Precisamos pensar que as Inteligências Artificiais são objetos e propriedades, e não são regidas pelas regras morais da sociedade. Sendo assim, as empresas e proprietários podem ser responsabilizados. Abbott afirma que as IAs estão em constante melhoramento enquanto os motoristas humanos não. Portanto, chegará um dia em que as IAs serão tão seguras que não causarão acidente algum.
A propriedade intelectual e a IA
Além de diagnosticarem doenças, dirigirem e vencerem seres humanos em jogos, as Inteligências Artificiais também criam de forma autônoma, de invenções científicas a quadros e poemas. No entanto, os direitos de propriedade intelectual protegem apenas criações humanas.

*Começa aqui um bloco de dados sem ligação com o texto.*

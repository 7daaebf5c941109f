//! 검증된 OpenID Connect ID 토큰 모델

use chrono::{DateTime, Utc};
use serde::de::DeserializeOwned;
use serde::{Deserialize, Deserializer, Serialize};
use serde_json::Value;

/// `aud` 클레임: 단일 문자열 또는 문자열 배열
#[derive(Debug, Clone, PartialEq, Serialize, Deserialize)]
#[serde(untagged)]
pub enum Audience {
    One(String),
    Many(Vec<String>),
}

impl Audience {
    pub fn contains(&self, client_id: &str) -> bool {
        match self {
            Audience::One(aud) => aud == client_id,
            Audience::Many(auds) => auds.iter().any(|aud| aud == client_id),
        }
    }

    pub fn into_vec(self) -> Vec<String> {
        match self {
            Audience::One(aud) => vec![aud],
            Audience::Many(auds) => auds,
        }
    }
}

/// 서명 검증 시 디코딩하는 표준 ID 토큰 클레임
#[derive(Debug, Clone, Serialize, Deserialize)]
pub struct IdTokenClaims {
    pub iss: String,
    pub sub: String,
    pub aud: Audience,
    #[serde(deserialize_with = "numeric_date")]
    pub exp: i64,
    #[serde(deserialize_with = "numeric_date")]
    pub iat: i64,
    #[serde(default, skip_serializing_if = "Option::is_none")]
    pub nonce: Option<String>,
}

/// NumericDate (RFC 7519) 를 초 단위로 읽습니다. 소수 부분은 버립니다.
fn numeric_date<'de, D>(deserializer: D) -> Result<i64, D::Error>
where
    D: Deserializer<'de>,
{
    #[derive(Deserialize)]
    #[serde(untagged)]
    enum NumericDate {
        Seconds(i64),
        Fractional(f64),
    }

    match NumericDate::deserialize(deserializer)? {
        NumericDate::Seconds(secs) => Ok(secs),
        NumericDate::Fractional(secs) if secs.is_finite() => Ok(secs.trunc() as i64),
        NumericDate::Fractional(secs) => Err(serde::de::Error::custom(format!(
            "잘못된 NumericDate: {}",
            secs
        ))),
    }
}

/// 서명과 클레임 검증을 통과한 ID 토큰
///
/// `OpenIdClient::verify_identity_token` 만이 이 타입을 생성할 수 있으므로,
/// 이 타입의 값이 존재한다는 것 자체가 검증을 통과했다는 뜻입니다.
#[derive(Debug, Clone)]
pub struct IdentityToken {
    issuer: String,
    subject: String,
    audience: Vec<String>,
    issued_at: DateTime<Utc>,
    expiry: DateTime<Utc>,
    nonce: Option<String>,
    claims: Value,
}

impl IdentityToken {
    pub(crate) fn new(
        issuer: String,
        subject: String,
        audience: Vec<String>,
        issued_at: DateTime<Utc>,
        expiry: DateTime<Utc>,
        nonce: Option<String>,
        claims: Value,
    ) -> Self {
        Self {
            issuer,
            subject,
            audience,
            issued_at,
            expiry,
            nonce,
            claims,
        }
    }

    pub fn issuer(&self) -> &str {
        &self.issuer
    }

    /// 프로바이더가 부여한 사용자의 영구 식별자 (항상 비어있지 않음)
    pub fn subject(&self) -> &str {
        &self.subject
    }

    pub fn audience(&self) -> &[String] {
        &self.audience
    }

    pub fn issued_at(&self) -> DateTime<Utc> {
        self.issued_at
    }

    pub fn expiry(&self) -> DateTime<Utc> {
        self.expiry
    }

    pub fn nonce(&self) -> Option<&str> {
        self.nonce.as_deref()
    }

    /// 검증된 페이로드 전체를 원하는 타입으로 디코딩합니다.
    ///
    /// 프로바이더별 추가 클레임(`email`, `name` 등)을 읽을 때 사용합니다.
    pub fn claims<T: DeserializeOwned>(&self) -> Result<T, serde_json::Error> {
        serde_json::from_value(self.claims.clone())
    }

    pub fn raw_claims(&self) -> &Value {
        &self.claims
    }
}
//! 네트워크 호출용 요청 컨텍스트
//!
//! 디스커버리, 코드 교환, 키 갱신, 프로필 조회 등 모든 네트워크 호출은
//! `RequestContext` 를 받아 호출자가 지정한 타임아웃과 취소 신호를 따릅니다.
//! 타임아웃은 `OpenIdError::DeadlineExceeded`, 취소는 `OpenIdError::Cancelled` 로
//! 반환되어 프로토콜 에러와 구분됩니다.
//!
//! ```rust,ignore
//! let cancel = CancellationToken::new();
//! let ctx = RequestContext::background()
//!     .with_timeout(Duration::from_secs(5))
//!     .with_cancellation(cancel.clone());
//!
//! let token = client.exchange_code(&code, &ctx).await?;
//! ```

use std::future::Future;
use std::time::Duration;

use tokio_util::sync::CancellationToken;

use crate::core::errors::{OpenIdError, OpenIdResult};

/// 호출자 지정 타임아웃/취소 정보
#[derive(Debug, Clone, Default)]
pub struct RequestContext {
    timeout: Option<Duration>,
    cancel: Option<CancellationToken>,
}

impl RequestContext {
    /// 타임아웃과 취소 신호가 없는 컨텍스트
    pub fn background() -> Self {
        Self::default()
    }

    pub fn with_timeout(mut self, timeout: Duration) -> Self {
        self.timeout = Some(timeout);
        self
    }

    pub fn with_cancellation(mut self, token: CancellationToken) -> Self {
        self.cancel = Some(token);
        self
    }

    pub fn timeout(&self) -> Option<Duration> {
        self.timeout
    }

    /// 주어진 future 를 타임아웃/취소 조건 아래에서 실행합니다.
    ///
    /// 취소가 이미 요청된 경우 future 를 폴링하지 않고 `Cancelled` 를 반환합니다.
    pub(crate) async fn run<F, T>(&self, fut: F) -> OpenIdResult<T>
    where
        F: Future<Output = OpenIdResult<T>>,
    {
        let bounded = async {
            match self.timeout {
                Some(limit) => tokio::time::timeout(limit, fut)
                    .await
                    .map_err(|_| OpenIdError::DeadlineExceeded)?,
                None => fut.await,
            }
        };

        match &self.cancel {
            Some(token) => {
                tokio::select! {
                    biased;
                    _ = token.cancelled() => Err(OpenIdError::Cancelled),
                    result = bounded => result,
                }
            }
            None => bounded.await,
        }
    }
}

/// `reqwest` 전송 에러를 에러 체계로 변환합니다.
///
/// 클라이언트 타임아웃은 어떤 단계에서 발생하든 `DeadlineExceeded` 입니다.
pub(crate) fn transport_error(
    error: reqwest::Error,
    stage: fn(String) -> OpenIdError,
    what: &str,
) -> OpenIdError {
    if error.is_timeout() {
        OpenIdError::DeadlineExceeded
    } else {
        stage(format!("{} 요청 실패: {}", what, error))
    }
}
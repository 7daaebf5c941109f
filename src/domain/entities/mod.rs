//! 도메인 엔티티

pub mod accounts;

pub use accounts::*;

Assim, não se sabe se as criações das IAs são patenteáveis, já que não foram desenvolvidas por humanos. Entretanto, muitas patentes são concedidas a pessoas artificiais, na forma de empresas. Segundo Abbott, ainda não há nenhuma lei nesse sentido pensada exclusivamente para o contexto das IAs.
Mas a Lei deveria permitir as patentes, assim como reconhecer a IA como inventora, já que o princípio da propriedade intelectual é a promoção do bem estar da sociedade e o incentivo de atividades de valor social. As máquinas podem não se utilizar diretamente dos benefícios das patentes, mas seus donos sim.

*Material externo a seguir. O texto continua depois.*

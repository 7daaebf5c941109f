//! # OpenID Connect 프로토콜 에러 체계
//!
//! 인증 플로우 컨트롤러(`OpenIdClient`)와 그 하위 컴포넌트가 반환하는
//! 도메인 에러 타입입니다. 외부 라이브러리(`reqwest`, `jsonwebtoken`)의 에러 타입을
//! 그대로 노출하지 않고, 호출자가 분기할 수 있는 태그 기반 분류로 변환합니다.
//!
//! ## 에러 분류
//!
//! | 변형 | 의미 | 재시도 |
//! |------|------|--------|
//! | `Discovery` | 프로바이더 메타데이터/키 조회 실패, 필수 설정 누락 | 호출자가 백오프로 재시도 가능 |
//! | `TokenExchange` | 인증 코드 교환 실패 (재사용/만료 코드 포함) | 불가 (코드는 1회용) |
//! | `MissingIdentityToken` | 토큰 응답에 `id_token` 이 없음 | 불가 |
//! | `IdentityTokenInvalid` | 서명/클레임 검증 실패 | 불가, 반드시 인증 실패로 처리 |
//! | `ProfileFetch` | userinfo 조회 실패 | 호출자 판단 |
//! | `ProfileSubjectMismatch` | userinfo 의 `sub` 가 ID 토큰과 다름 | 불가 |
//! | `RandomSourceExhausted` | OS 난수 소스 실패 | 불가 (프로세스 수준 문제) |
//! | `Cancelled` / `DeadlineExceeded` | 호출자 취소 / 시간 초과 | 새 플로우로 재시작 |
//!
//! ## 사용 예제
//!
//! ```rust,ignore
//! match client.verify_identity_token(&token, &ctx).await {
//!     Ok(identity) => { /* 인증 성공 */ }
//!     Err(OpenIdError::MissingIdentityToken) => { /* 프로바이더가 id_token 을 보내지 않음 */ }
//!     Err(OpenIdError::IdentityTokenInvalid(reason)) => { /* 위조/만료 토큰 */ }
//!     Err(other) => return Err(other.into()),
//! }
//! ```

use thiserror::Error;

/// OpenID Connect 인증 플로우 에러
#[derive(Error, Debug)]
pub enum OpenIdError {
    /// 프로바이더 디스커버리 실패 또는 필수 설정 누락
    ///
    /// 프로바이더 등록 시점(시작 시)에만 발생하며, 해당 프로바이더는 사용할 수 없습니다.
    #[error("Discovery error: {0}")]
    Discovery(String),

    /// 인증 코드 → 토큰 교환 실패
    ///
    /// 네트워크 실패, HTTP 에러 상태, 잘못된 토큰 응답이 모두 여기에 해당합니다.
    /// 이미 사용된 코드나 만료된 코드를 프로바이더가 거부한 경우도 포함됩니다.
    #[error("Token exchange error: {0}")]
    TokenExchange(String),

    /// 토큰 응답에 ID 토큰 문자열이 없음
    #[error("Token response does not contain an id_token")]
    MissingIdentityToken,

    /// ID 토큰 서명 또는 클레임 검증 실패
    #[error("Identity token invalid: {0}")]
    IdentityTokenInvalid(String),

    /// userinfo 엔드포인트 조회 실패
    #[error("Profile fetch error: {0}")]
    ProfileFetch(String),

    /// userinfo 응답의 subject 가 검증된 ID 토큰의 subject 와 다름
    #[error("Profile subject mismatch: identity token has {expected}, userinfo returned {actual}")]
    ProfileSubjectMismatch { expected: String, actual: String },

    /// OS 난수 소스에서 바이트를 얻지 못함
    #[error("Secure random source exhausted: {0}")]
    RandomSourceExhausted(String),

    /// 토큰 길이가 0
    #[error("Token length must be positive, got {0}")]
    InvalidTokenLength(usize),

    /// 호출자가 요청을 취소함
    #[error("Request cancelled")]
    Cancelled,

    /// 호출자가 지정한 시간 또는 HTTP 클라이언트 타임아웃 초과
    #[error("Deadline exceeded")]
    DeadlineExceeded,
}

impl OpenIdError {
    /// 취소/시간 초과처럼 프로토콜과 무관한 중단인지 여부
    pub fn is_interrupted(&self) -> bool {
        matches!(self, OpenIdError::Cancelled | OpenIdError::DeadlineExceeded)
    }
}

/// 인증 플로우 전용 Result 타입 별칭
pub type OpenIdResult<T> = Result<T, OpenIdError>;
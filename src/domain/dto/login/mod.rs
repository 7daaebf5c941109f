//! 로그인 플로우 요청/응답 DTO

pub mod request;
pub mod response;

pub use request::*;
pub use response::*;
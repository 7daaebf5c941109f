//! OpenID Connect 인증 서비스 모듈
//!
//! 프로바이더 디스커버리부터 ID 토큰 검증, 프로필 조회까지
//! Authorization Code 플로우를 구성하는 서비스들을 제공합니다.
//!
//! # Modules
//!
//! - [`token_generator`] - state 용 보안 난수 토큰
//! - [`callback_url`] - 프로바이더별 콜백 URL
//! - [`discovery`] - `/.well-known/openid-configuration` 조회
//! - [`jwks`] - 서명 키 집합 조회와 회전
//! - [`verifier`] - ID 토큰 서명/클레임 검증
//! - [`openid_client`] - 프로바이더별 인증 플로우 컨트롤러
//! - [`pending_login`] - 발급된 state 보관소
//! - [`login_service`] - 로그인 시작/완료 조율
//!
//! # Security
//!
//! - state 는 OS CSPRNG 로 생성하고 1회만 소비
//! - ID 토큰은 비대칭 서명 알고리즘만 허용 (`none`, HMAC 거부)
//! - 키 ID 불일치 시 JWKS 를 갱신해 회전된 키로 재검증
//! - userinfo 의 `sub` 를 ID 토큰 subject 와 교차 확인

pub mod callback_url;
pub mod discovery;
pub mod jwks;
pub mod login_service;
pub mod openid_client;
pub mod pending_login;
pub mod request_context;
pub mod token_generator;
pub mod verifier;

pub use callback_url::*;
pub use login_service::*;
pub use openid_client::*;
pub use pending_login::*;
pub use request_context::*;
pub use token_generator::*;
pub use verifier::*;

Dentre as críticas à concessão de patentes às Inteligências Artificiais, há o argumento de que o Direito deveria proteger apenas as atividades mentais e seus resultados. Máquinas não podem pensar. No entanto, segundo Abbott, se elas pensam ou não é irrelevante. O que realmente importa para a sociedade é como a nova invenção pode beneficiar as pessoas.

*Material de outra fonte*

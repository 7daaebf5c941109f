pub mod account_repo;

pub use account_repo::*;
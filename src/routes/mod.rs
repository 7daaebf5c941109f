//! 라우트 설정
//!
//! ```text
//! GET /health
//! GET /api/v1/login/{provider}
//! GET /api/v1/login/{provider}/callback
//! ```

use actix_web::web;
use serde_json::json;

use crate::handlers;
use crate::services::auth::LoginService;

pub fn configure_all_routes(cfg: &mut web::ServiceConfig) {
    cfg.service(health_check);

    configure_login_routes(cfg);
}

fn configure_login_routes(cfg: &mut web::ServiceConfig) {
    cfg.service(
        web::scope("/api/v1/login")
            .service(handlers::login::login_callback)
            .service(handlers::login::login_url),
    );
}

#[actix_web::get("/health")]
async fn health_check(service: web::Data<LoginService>) -> actix_web::HttpResponse {
    actix_web::HttpResponse::Ok().json(json!({
        "status": "healthy",
        "service": env!("CARGO_PKG_NAME"),
        "version": env!("CARGO_PKG_VERSION"),
        "timestamp": chrono::Utc::now().to_rfc3339(),
        "providers": service.registry().provider_ids(),
    }))
}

A Inteligência Artificial e o Direito
Que a Inteligência Artificial é uma tecnologia disruptiva não é novidade. Assim como muitas das áreas afetadas pela automação, o Direito deve adotar uma nova postura frente à IA. Essa nova abordagem ajudará a sociedade a usufruir dos benefícios da tecnologia, ao mesmo tempo em que será um esforço de reduzir os possíveis malefícios.
De acordo com Abbott, a automação é, provavelmente, inevitável. Mas os vários problemas que possam surgir devem ser encarados caso a caso, visando sempre em primeiro lugar o bem estar da sociedade.
O estudo explora as múltiplas possibilidades da IA, desde o reconhecimento de padrões em jogos de tabuleiro até a detecção de doenças em exames médicos, ressaltando a necessidade de uma legislação adaptada às inovações tecnológicas. Publicado na Revista Rede de Direito Digital, Intelectual & Sociedade (RRDDIS), o artigo contribui para o debate sobre a adequação das normas jurídicas frente aos avanços da IA.